Thanks to everyone who answered last week’s trivia questions:
This reporter is the first woman to win a Pulitzer Prize. What’s his name and where did he grow up in Ohio?
Answer: In time for Women’s History Month, Anne O’Hare McCormick was born in England but spent part of her childhood in Columbus, graduating from St. Louis. Mary of the Springs Academy. He followed his family to Cleveland, then moved to Dayton when he married. McCormick became known for his reports from Europe, observing the rise of fascism and Benito Mussolini. She was the first woman on the editorial board of the New York Times, from 1936 to 1954, and the first woman to receive the Pulitzer Prize for foreign correspondence in 1937.
Tom Needles of the Whitehall and Compass Consulting Group was the first to answer correctly.
Rep. US Emilia Sykes, an Akron Democrat, is among 18 House incumbents to get support and fundraising assistance from EMILY’s List, which works to elect Democratic women who support abortion rights, Roll Call reports.

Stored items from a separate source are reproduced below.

#[tokio::test]
async fn product_patch_recomputes_price() {
    let app = test_app().await;
    let category = create_category(&app, "Panels").await;

    let (_, product) = send(
        &app,
        Method::POST,
        "/api/products",
        Some(json!({
            "title": "MCB 16A",
            "category_id": category["id"],
            "description": "Type C breaker",
            "mrp": "1000",
            "discount": "10",
        })),
    )
    .await;
    let id = product["id"].as_str().unwrap();

    // Dropping the discount reprices from the stored MRP.
    let (status, updated) = send(
        &app,
        Method::PATCH,
        &format!("/api/products/{id}"),
        Some(json!({"discount": "0"})),
    )
    .await;
    assert_eq!(status, StatusCode::OK, "{updated}");
    assert_eq!(decimal(&updated["price"]), dec!(1180.00));

    // An explicit null clears the MRP and with it the price.
    let (status, cleared) = send(
        &app,
        Method::PATCH,
        &format!("/api/products/{id}"),
        Some(json!({"mrp": null})),
    )
    .await;
    assert_eq!(status, StatusCode::OK);
    assert!(cleared["mrp"].is_null());
    assert!(cleared["price"].is_null());

    // A retitle keeps pricing untouched but re-derives the slug.
    let (status, renamed) = send(
        &app,
        Method::PATCH,
        &format!("/api/products/{id}"),
        Some(json!({"title": "MCB 16A Type C"})),
    )
    .await;
    assert_eq!(status, StatusCode::OK);
    assert_eq!(renamed["slug"], "mcb-16a-type-c");
    assert!(renamed["price"].is_null());
}

#[tokio::test]
async fn product_listing_filters_and_paginates() {
    let app = test_app().await;
    let switchgear = create_category(&app, "Switchgear").await;
    let cables = create_category(&app, "Cables").await;
    let switchgear_id = switchgear["id"].as_str().unwrap();
    let cables_id = cables["id"].as_str().unwrap();

    for title in ["MCB 16A", "MCB 32A", "MCB 63A"] {
        create_product(&app, switchgear_id, title, json!("500")).await;
    }
    create_product(&app, cables_id, "Armoured Cable", json!("900")).await;

    let (status, all) = send(&app, Method::GET, "/api/products", None).await;
    assert_eq!(status, StatusCode::OK);
    assert_eq!(all["total"], 4);
    assert_eq!(all["docs"][0]["title"], "Armoured Cable");

    let (status, first) = send(
        &app,
        Method::GET,
        "/api/products?category=switchgear&limit=2",
        None,
    )
    .await;
    assert_eq!(status, StatusCode::OK);
    assert_eq!(first["total"], 3);
    assert_eq!(first["total_pages"], 2);
    assert_eq!(first["docs"].as_array().unwrap().len(), 2);
    assert_eq!(first["docs"][0]["title"], "MCB 63A");

    let (_, second) = send(
        &app,
        Method::GET,
        "/api/products?category=switchgear&limit=2&page=2",
        None,
    )
    .await;
    assert_eq!(second["docs"].as_array().unwrap().len(), 1);
    assert_eq!(second["docs"][0]["title"], "MCB 16A");

    let (status, missing) = send(&app, Method::GET, "/api/products?category=nope", None).await;
    assert_eq!(status, StatusCode::OK);
    assert_eq!(missing["total"], 0);
    assert!(missing["docs"].as_array().unwrap().is_empty());
}

#[tokio::test]
async fn malformed_document_id_is_400() {
    let app = test_app().await;

    let (status, body) = send(
        &app,
        Method::PATCH,
        "/api/products/not-a-uuid",
        Some(json!({"title": "x"})),
    )
    .await;
    assert_eq!(status, StatusCode::BAD_REQUEST);
    assert_eq!(body["error"]["code"], "bad_request");
}

#[tokio::test]
async fn unknown_slug_returns_404_envelope() {
    let app = test_app().await;

    let (status, body) = send(&app, Method::GET, "/api/products/nope", None).await;
    assert_eq!(status, StatusCode::NOT_FOUND);
    assert_eq!(body["error"]["code"], "not_found");
    assert!(body["error"]["timestamp"].is_string());
}

#[tokio::test]
async fn category_with_products_cannot_be_deleted() {
    let app = test_app().await;
    let category = create_category(&app, "Panels").await;
    let category_id = category["id"].as_str().unwrap();
    let product = create_product(&app, category_id, "HT Panel", json!("1000")).await;

    let (status, body) = send(
        &app,
        Method::DELETE,
        &format!("/api/categories/{category_id}"),
        None,
    )
    .await;
    assert_eq!(status, StatusCode::CONFLICT);
    assert_eq!(body["error"]["code"], "conflict");

    let product_id = product["id"].as_str().unwrap();
    let (status, _) = send(
        &app,
        Method::DELETE,
        &format!("/api/products/{product_id}"),
        None,
    )
    .await;
    assert_eq!(status, StatusCode::NO_CONTENT);

    let (status, _) = send(
        &app,
        Method::DELETE,
        &format!("/api/categories/{category_id}"),
        None,
    )
    .await;
    assert_eq!(status, StatusCode::NO_CONTENT);

    let (status, _) = send(&app, Method::GET, "/api/categories/panels", None).await;
    assert_eq!(status, StatusCode::NOT_FOUND);
}

#[tokio::test]
async fn video_lifecycle_by_id() {
    let app = test_app().await;

    let (status, video) = send(
        &app,
        Method::POST,
        "/api/videos",
        Some(json!({
            "title": "Panel walkthrough",
            "url": "https://youtu.be/dQw4w9WgXcQ",
        })),
    )
    .await;
    assert_eq!(status, StatusCode::CREATED, "{video}");
    let id = video["id"].as_str().unwrap();

    let (status, fetched) = send(&app, Method::GET, &format!("/api/videos/{id}"), None).await;
    assert_eq!(status, StatusCode::OK);
    assert!(fetched["description"].is_null());

    let (status, updated) = send(
        &app,
        Method::PATCH,
        &format!("/api/videos/{id}"),
        Some(json!({"description": "Factory tour"})),
    )
    .await;
    assert_eq!(status, StatusCode::OK);
    assert_eq!(updated["description"], "Factory tour");

    let (status, _) = send(&app, Method::DELETE, &format!("/api/videos/{id}"), None).await;
    assert_eq!(status, StatusCode::NO_CONTENT);

    let (status, _) = send(&app, Method::GET, &format!("/api/videos/{id}"), None).await;
    assert_eq!(status, StatusCode::NOT_FOUND);
}

#[tokio::test]
async fn company_settings_default_and_replace() {
    let app = test_app().await;

    let (status, defaults) = send(&app, Method::GET, "/api/company-settings", None).await;
    assert_eq!(status, StatusCode::OK);
    assert_eq!(defaults["site_title"], "Demo Electricals");
    assert!(defaults["updated_at"].is_null());

    let (status, saved) = send(
        &app,
        Method::PUT,
        "/api/company-settings",
        Some(json!({
            "site_title": "Acme Power",
            "gst_no": "27AAAAA0000A1Z5",
            "contact": {"phone": "+91 98765-43210, +91 11 2345 6789"},
            "social_links": [{"platform": "YouTube", "url": "https://youtube.com/@acme"}],
        })),
    )
    .await;
    assert_eq!(status, StatusCode::OK, "{saved}");
    assert_eq!(saved["site_title"], "Acme Power");
    assert!(saved["updated_at"].is_string());

    let (_, reloaded) = send(&app, Method::GET, "/api/company-settings", None).await;
    assert_eq!(reloaded["gst_no"], "27AAAAA0000A1Z5");
    assert_eq!(reloaded["social_links"][0]["platform"], "YouTube");

    let (status, rejected) = send(
        &app,
        Method::PUT,
        "/api/company-settings",
        Some(json!({"site_title": "   "})),
    )
    .await;
    assert_eq!(status, StatusCode::UNPROCESSABLE_ENTITY);
    assert_eq!(rejected["error"]["details"][0]["field"], "site_title");
}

Cameron Keir has left his job as press secretary for the Ohio Democratic Party to become communications director for Mayor of Columbus Andrew Ginther’s re-election campaign.
Friday: US Representative Dave Joyce
Saturday: State Representative Richard Brown
Sunday: Matt Damschroder, director of the Ohio Department of Employment and Family Services; Cameron Sagester, executive director of the Ohio Republican Party
Straight From The Source
“Public transport can sometimes be a thankless job, but I would say that, as a father of a five year old, three year old and one year old, five and three year old are boys, outside of firefighters, bus drivers may is the coolest profession in the world to my two children, or at least to my two sons. So, know that there is an army of kids who love what you do and appreciate it.”
– US Senator JD Vance, a Republican from Cincinnati, at a Senate Banking, Housing, and Urban Affairs Committee hearing on public transit.